▸ Activity:
Please find the lines in the entries below that contain the word "UiState", and copy each one.

▸ Exercise input:
______

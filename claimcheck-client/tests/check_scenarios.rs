//! End-to-end checks of the session against a mocked `/check` backend.

use async_trait::async_trait;
use claimcheck_client::render::{self, Body, SectionContent, SectionKind};
use claimcheck_client::{
    BannerCategory, CheckOutcome, ClaimBackend, ClaimRequest, ClaimSession, GENERIC_FAILURE_MESSAGE,
    HttpBackend, SubmitBlocked, UiState,
};
use serde_json::json;
use std::sync::atomic::{AtomicUsize, Ordering};
use wiremock::matchers::{body_json, header, method, path};
use wiremock::{Mock, MockServer, ResponseTemplate};

fn backend_for(server: &MockServer) -> HttpBackend {
    HttpBackend::new(&server.uri(), "/check").expect("valid backend url")
}

#[tokio::test]
async fn scenario_a_fake_claim_with_confidence_and_source() {
    let server = MockServer::start().await;
    Mock::given(method("POST"))
        .and(path("/check"))
        .and(header("content-type", "application/json"))
        .and(body_json(json!({ "claim": "The Earth is flat" })))
        .respond_with(ResponseTemplate::new(200).set_body_json(json!({
            "verdict": "Fake",
            "confidence": "95%",
            "explanation": "Satellite photos and circumnavigation show a spherical Earth.",
            "sources": ["https://example.com/a"]
        })))
        .expect(1)
        .mount(&server)
        .await;

    let mut session = ClaimSession::with_claim("  The Earth is flat  ");
    let state = session
        .submit(&backend_for(&server))
        .await
        .expect("submitted");
    assert!(matches!(state, UiState::Success(_)));

    let screen = render::view(&session);
    let Body::Result(view) = &screen.body else {
        panic!("expected a result, got {:?}", screen.body);
    };
    assert_eq!(view.banner.category, BannerCategory::Fake);
    assert!(view.banner.to_string().ends_with("(Confidence: 95%)"));
    assert_eq!(
        view.section(SectionKind::Explanation).unwrap().content,
        SectionContent::Text(
            "Satellite photos and circumnavigation show a spherical Earth.".into()
        )
    );
    assert_eq!(
        view.section(SectionKind::Sources).unwrap().content,
        SectionContent::Links(vec!["https://example.com/a".into()])
    );
    assert!(screen.submit.enabled);
}

#[tokio::test]
async fn scenario_b_server_error_with_empty_body_uses_fallback() {
    let server = MockServer::start().await;
    Mock::given(method("POST"))
        .and(path("/check"))
        .respond_with(ResponseTemplate::new(500).set_body_json(json!({})))
        .expect(1)
        .mount(&server)
        .await;

    let mut session = ClaimSession::with_claim("The moon landing was staged");
    session.submit(&backend_for(&server)).await.expect("submitted");

    assert_eq!(session.state().error(), Some(GENERIC_FAILURE_MESSAGE));
    assert_eq!(
        render::view(&session).body,
        Body::Error(GENERIC_FAILURE_MESSAGE.into())
    );
}

#[tokio::test]
async fn scenario_c_unreachable_backend() {
    // Grab a free port, then close it so nothing is listening.
    let addr = std::net::TcpListener::bind("127.0.0.1:0")
        .unwrap()
        .local_addr()
        .unwrap();
    let backend = HttpBackend::new(&format!("http://{addr}"), "/check").unwrap();

    let mut session = ClaimSession::with_claim("The Earth is flat");
    session.submit(&backend).await.expect("submitted");

    let message = session.state().error().expect("failed state");
    assert!(message.contains("Make sure the backend server is running"));
    assert!(message.contains(&addr.to_string()));
    assert!(session.state().result().is_none());
    assert!(session.can_submit());
}

#[tokio::test]
async fn base_url_path_prefix_is_kept() {
    let server = MockServer::start().await;
    Mock::given(method("POST"))
        .and(path("/factcheck/check"))
        .respond_with(ResponseTemplate::new(200).set_body_json(json!({
            "verdict": "Real",
            "explanation": "Routed through the gateway."
        })))
        .expect(1)
        .mount(&server)
        .await;

    let backend = HttpBackend::new(&format!("{}/factcheck", server.uri()), "/check").unwrap();
    let mut session = ClaimSession::with_claim("Water is wet");
    session.submit(&backend).await.expect("submitted");
    assert!(session.state().result().is_some());
}

#[tokio::test]
async fn backend_error_message_is_surfaced_verbatim() {
    let server = MockServer::start().await;
    Mock::given(method("POST"))
        .and(path("/check"))
        .respond_with(
            ResponseTemplate::new(400).set_body_json(json!({ "error": "Claim is required" })),
        )
        .mount(&server)
        .await;

    let mut session = ClaimSession::with_claim("x");
    session.submit(&backend_for(&server)).await.expect("submitted");
    assert_eq!(session.state().error(), Some("Claim is required"));
}

#[tokio::test]
async fn unparsable_error_body_uses_fallback() {
    let server = MockServer::start().await;
    Mock::given(method("POST"))
        .and(path("/check"))
        .respond_with(ResponseTemplate::new(502).set_body_string("<html>Bad Gateway</html>"))
        .mount(&server)
        .await;

    let mut session = ClaimSession::with_claim("x");
    session.submit(&backend_for(&server)).await.expect("submitted");
    assert_eq!(session.state().error(), Some(GENERIC_FAILURE_MESSAGE));
}

#[tokio::test]
async fn malformed_success_body_uses_fallback() {
    let server = MockServer::start().await;
    Mock::given(method("POST"))
        .and(path("/check"))
        .respond_with(ResponseTemplate::new(200).set_body_json(json!({ "verdict": "Real" })))
        .mount(&server)
        .await;

    let mut session = ClaimSession::with_claim("x");
    session.submit(&backend_for(&server)).await.expect("submitted");
    assert_eq!(session.state().error(), Some(GENERIC_FAILURE_MESSAGE));
    assert!(session.state().result().is_none());
}

#[tokio::test]
async fn whitespace_claim_never_hits_the_network() {
    let server = MockServer::start().await;
    Mock::given(method("POST"))
        .respond_with(ResponseTemplate::new(200))
        .expect(0)
        .mount(&server)
        .await;

    let backend = backend_for(&server);
    for claim in ["", "   ", "\n\t  \r\n"] {
        let mut session = ClaimSession::with_claim(claim);
        assert_eq!(
            session.submit(&backend).await.unwrap_err(),
            SubmitBlocked::EmptyClaim
        );
        assert_eq!(
            session.state().error(),
            Some("Please enter a claim to check")
        );
    }
}

/// Counts calls and answers with a fixed outcome.
struct Scripted {
    calls: AtomicUsize,
    outcome: CheckOutcome,
}

#[async_trait]
impl ClaimBackend for Scripted {
    async fn check(&self, _request: &ClaimRequest) -> CheckOutcome {
        self.calls.fetch_add(1, Ordering::SeqCst);
        self.outcome.clone()
    }

    fn location(&self) -> String {
        "scripted".into()
    }
}

#[tokio::test]
async fn each_submit_issues_exactly_one_request() {
    let backend = Scripted {
        calls: AtomicUsize::new(0),
        outcome: CheckOutcome::Rejected {
            status: Some(503),
            message: None,
        },
    };

    let mut session = ClaimSession::with_claim("Coffee stunts growth");
    session.submit(&backend).await.unwrap();
    assert_eq!(backend.calls.load(Ordering::SeqCst), 1);
    assert!(!session.state().is_loading());

    session.submit(&backend).await.unwrap();
    assert_eq!(backend.calls.load(Ordering::SeqCst), 2);
}

#[tokio::test]
async fn submit_while_in_flight_is_blocked() {
    let backend = Scripted {
        calls: AtomicUsize::new(0),
        outcome: CheckOutcome::Malformed {
            detail: "n/a".into(),
        },
    };

    let mut session = ClaimSession::with_claim("x");
    let ticket = session.begin().unwrap();
    assert_eq!(
        session.submit(&backend).await.unwrap_err(),
        SubmitBlocked::InFlight
    );
    assert_eq!(backend.calls.load(Ordering::SeqCst), 0);
    assert!(session.settle(ticket, CheckOutcome::Malformed { detail: "n/a".into() }));
}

______

▸ Answer:
    HttpBackend, SubmitBlocked, UiState,
    assert!(matches!(state, UiState::Success(_)));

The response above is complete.